DATA UNDER STUDY »
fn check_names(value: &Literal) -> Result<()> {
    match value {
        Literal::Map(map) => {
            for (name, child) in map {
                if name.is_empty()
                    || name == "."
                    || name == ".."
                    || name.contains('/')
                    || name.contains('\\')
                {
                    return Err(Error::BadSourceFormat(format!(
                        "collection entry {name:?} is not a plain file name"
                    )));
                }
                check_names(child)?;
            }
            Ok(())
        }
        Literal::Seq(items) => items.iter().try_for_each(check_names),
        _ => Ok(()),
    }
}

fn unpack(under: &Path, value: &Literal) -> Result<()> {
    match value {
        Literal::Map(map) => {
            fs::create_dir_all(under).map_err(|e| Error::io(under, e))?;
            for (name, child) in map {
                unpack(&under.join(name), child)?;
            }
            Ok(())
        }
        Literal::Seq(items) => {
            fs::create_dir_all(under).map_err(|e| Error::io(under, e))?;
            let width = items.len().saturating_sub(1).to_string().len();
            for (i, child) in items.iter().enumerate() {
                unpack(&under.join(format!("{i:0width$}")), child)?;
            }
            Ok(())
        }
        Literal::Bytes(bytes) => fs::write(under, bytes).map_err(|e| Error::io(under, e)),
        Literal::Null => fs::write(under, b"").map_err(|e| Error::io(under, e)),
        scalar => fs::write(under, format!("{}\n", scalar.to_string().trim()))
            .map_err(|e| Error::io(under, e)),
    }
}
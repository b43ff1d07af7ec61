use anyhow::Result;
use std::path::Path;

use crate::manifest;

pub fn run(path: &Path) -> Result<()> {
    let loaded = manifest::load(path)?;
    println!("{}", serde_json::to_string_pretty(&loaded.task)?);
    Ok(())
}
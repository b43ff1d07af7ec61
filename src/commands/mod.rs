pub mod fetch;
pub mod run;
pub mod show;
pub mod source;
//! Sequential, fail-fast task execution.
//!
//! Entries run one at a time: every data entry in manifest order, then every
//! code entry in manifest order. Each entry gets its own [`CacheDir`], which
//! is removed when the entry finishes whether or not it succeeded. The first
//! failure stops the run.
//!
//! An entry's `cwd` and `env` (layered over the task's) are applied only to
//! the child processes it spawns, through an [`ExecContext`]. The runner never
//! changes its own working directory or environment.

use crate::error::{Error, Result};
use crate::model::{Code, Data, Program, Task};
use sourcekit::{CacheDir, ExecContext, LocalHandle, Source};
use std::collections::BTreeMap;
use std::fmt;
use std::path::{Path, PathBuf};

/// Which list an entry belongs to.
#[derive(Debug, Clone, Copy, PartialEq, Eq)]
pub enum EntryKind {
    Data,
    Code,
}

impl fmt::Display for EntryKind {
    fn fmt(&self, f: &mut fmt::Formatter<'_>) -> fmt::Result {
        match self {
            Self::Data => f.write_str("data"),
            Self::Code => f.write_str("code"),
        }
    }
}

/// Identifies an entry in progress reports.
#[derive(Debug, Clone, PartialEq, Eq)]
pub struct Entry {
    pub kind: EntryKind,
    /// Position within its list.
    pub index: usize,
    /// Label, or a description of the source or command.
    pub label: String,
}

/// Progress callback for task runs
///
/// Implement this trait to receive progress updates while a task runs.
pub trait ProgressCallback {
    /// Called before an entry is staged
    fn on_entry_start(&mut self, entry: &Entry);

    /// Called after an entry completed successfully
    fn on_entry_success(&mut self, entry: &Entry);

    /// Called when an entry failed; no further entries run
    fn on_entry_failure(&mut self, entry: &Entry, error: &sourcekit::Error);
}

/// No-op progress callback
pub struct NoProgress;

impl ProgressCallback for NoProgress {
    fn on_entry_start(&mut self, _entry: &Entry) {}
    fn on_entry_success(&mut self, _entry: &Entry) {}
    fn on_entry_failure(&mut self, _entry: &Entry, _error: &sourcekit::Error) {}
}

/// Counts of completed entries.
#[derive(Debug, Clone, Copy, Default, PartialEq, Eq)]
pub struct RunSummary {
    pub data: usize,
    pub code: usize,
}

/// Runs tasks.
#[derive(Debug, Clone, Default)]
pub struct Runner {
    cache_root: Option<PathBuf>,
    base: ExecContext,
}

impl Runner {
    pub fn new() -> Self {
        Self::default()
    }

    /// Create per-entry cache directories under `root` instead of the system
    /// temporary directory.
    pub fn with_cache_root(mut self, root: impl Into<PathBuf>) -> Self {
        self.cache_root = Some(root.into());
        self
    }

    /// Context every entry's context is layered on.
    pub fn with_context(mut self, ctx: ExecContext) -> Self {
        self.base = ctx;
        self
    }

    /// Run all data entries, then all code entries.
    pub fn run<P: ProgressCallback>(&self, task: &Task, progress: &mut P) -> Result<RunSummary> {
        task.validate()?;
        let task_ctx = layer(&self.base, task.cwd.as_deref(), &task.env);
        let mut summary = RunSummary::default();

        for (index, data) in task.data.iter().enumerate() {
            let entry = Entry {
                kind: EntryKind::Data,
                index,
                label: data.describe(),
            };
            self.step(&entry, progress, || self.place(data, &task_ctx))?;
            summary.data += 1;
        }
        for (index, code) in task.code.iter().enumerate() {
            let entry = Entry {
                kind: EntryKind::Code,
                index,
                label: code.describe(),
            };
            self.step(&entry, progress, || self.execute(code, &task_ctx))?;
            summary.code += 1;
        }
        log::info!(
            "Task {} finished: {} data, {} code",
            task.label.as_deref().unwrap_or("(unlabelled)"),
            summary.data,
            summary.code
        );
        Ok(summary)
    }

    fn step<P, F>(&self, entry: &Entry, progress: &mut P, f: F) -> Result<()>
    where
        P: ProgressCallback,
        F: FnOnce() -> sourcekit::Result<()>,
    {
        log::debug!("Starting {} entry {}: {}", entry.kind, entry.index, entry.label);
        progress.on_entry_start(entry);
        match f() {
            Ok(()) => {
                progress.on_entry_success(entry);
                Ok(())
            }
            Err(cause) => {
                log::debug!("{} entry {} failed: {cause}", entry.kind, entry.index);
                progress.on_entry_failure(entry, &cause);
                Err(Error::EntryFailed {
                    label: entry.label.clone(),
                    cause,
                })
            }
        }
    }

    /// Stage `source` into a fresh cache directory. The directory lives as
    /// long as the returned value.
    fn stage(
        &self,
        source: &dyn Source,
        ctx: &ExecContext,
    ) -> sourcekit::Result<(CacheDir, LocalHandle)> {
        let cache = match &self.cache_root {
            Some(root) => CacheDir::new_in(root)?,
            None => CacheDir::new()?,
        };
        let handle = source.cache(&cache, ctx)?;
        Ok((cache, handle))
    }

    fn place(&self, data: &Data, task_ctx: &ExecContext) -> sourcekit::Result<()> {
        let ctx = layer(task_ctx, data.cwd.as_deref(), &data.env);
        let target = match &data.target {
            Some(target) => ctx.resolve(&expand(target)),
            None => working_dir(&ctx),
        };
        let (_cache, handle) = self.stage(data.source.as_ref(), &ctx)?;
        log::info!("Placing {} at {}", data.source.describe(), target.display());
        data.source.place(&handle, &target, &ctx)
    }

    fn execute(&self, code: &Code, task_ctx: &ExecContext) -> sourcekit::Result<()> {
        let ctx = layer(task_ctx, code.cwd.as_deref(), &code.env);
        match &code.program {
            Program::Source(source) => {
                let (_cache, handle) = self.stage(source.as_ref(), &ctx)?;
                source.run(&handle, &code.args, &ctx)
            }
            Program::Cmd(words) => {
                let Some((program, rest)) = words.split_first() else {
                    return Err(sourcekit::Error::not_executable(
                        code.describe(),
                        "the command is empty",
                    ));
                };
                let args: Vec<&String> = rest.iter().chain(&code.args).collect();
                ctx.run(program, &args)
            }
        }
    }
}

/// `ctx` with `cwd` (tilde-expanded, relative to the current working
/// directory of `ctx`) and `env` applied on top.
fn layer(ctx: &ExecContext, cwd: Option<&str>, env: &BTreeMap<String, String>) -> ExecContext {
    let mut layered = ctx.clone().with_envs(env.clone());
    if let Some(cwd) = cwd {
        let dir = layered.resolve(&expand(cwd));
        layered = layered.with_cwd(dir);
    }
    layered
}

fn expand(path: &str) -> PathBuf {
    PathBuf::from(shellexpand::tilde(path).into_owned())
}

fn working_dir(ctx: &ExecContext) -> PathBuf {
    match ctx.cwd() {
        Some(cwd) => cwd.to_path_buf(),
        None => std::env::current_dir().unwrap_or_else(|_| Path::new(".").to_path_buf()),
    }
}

EXERCISE DETAILS » Filter the lines above, keeping and copying those that contain "applied".

EXERCISE SOLUTION »
//! An entry's `cwd` and `env` (layered over the task's) are applied only to
/// directory of `ctx`) and `env` applied on top.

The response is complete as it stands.